Linear Equation Solver

Solve single linear equations or systems of 2 and 3 linear equations with step-by-step solutions.

Equation Type

Enter coefficients for: ax + b = c

2x + 3 = 7

Understanding Linear Equations

A linear equation is an algebraic equation in which each term is either a constant or the product of a constant and a single variable raised to the first power. Linear equations form straight lines when graphed on a coordinate plane.

Single Linear Equation

Form: ax + b = c

A single linear equation in one variable always has exactly one solution (when a ≠ 0).

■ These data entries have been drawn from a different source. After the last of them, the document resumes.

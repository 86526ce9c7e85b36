//! Plain-text rendering of poll results.

use std::fmt::Write as _;

use mailbox_poll::MailboxStatus;

/// Render the per-mailbox report.
///
/// Each mailbox becomes a block of exactly three lines followed by one
/// blank line:
///
/// ```text
/// INBOX - messages: 10
/// INBOX - recent: 2
/// INBOX - unseen: 3
/// ```
///
/// Pure function of its input; printing is the caller's concern.
pub fn render(statuses: &[MailboxStatus]) -> String {
    let mut out = String::new();

    for status in statuses {
        let MailboxStatus { name, counters } = status;

        let _ = writeln!(out, "{name} - messages: {}", counters.total);
        let _ = writeln!(out, "{name} - recent: {}", counters.recent);
        let _ = writeln!(out, "{name} - unseen: {}", counters.unseen);
        out.push('\n');
    }

    out
}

The solution is found by isolating x: x = (c − b) / a.

System of Two Equations (2×2)

Form: a₁x + b₁y = c₁ and a₂x + b₂y = c₂

A system of two linear equations in two unknowns can have one unique solution (intersecting lines), no solution (parallel lines), or infinitely many solutions (identical lines). This calculator uses Cramer's Rule and the elimination method to find the solution.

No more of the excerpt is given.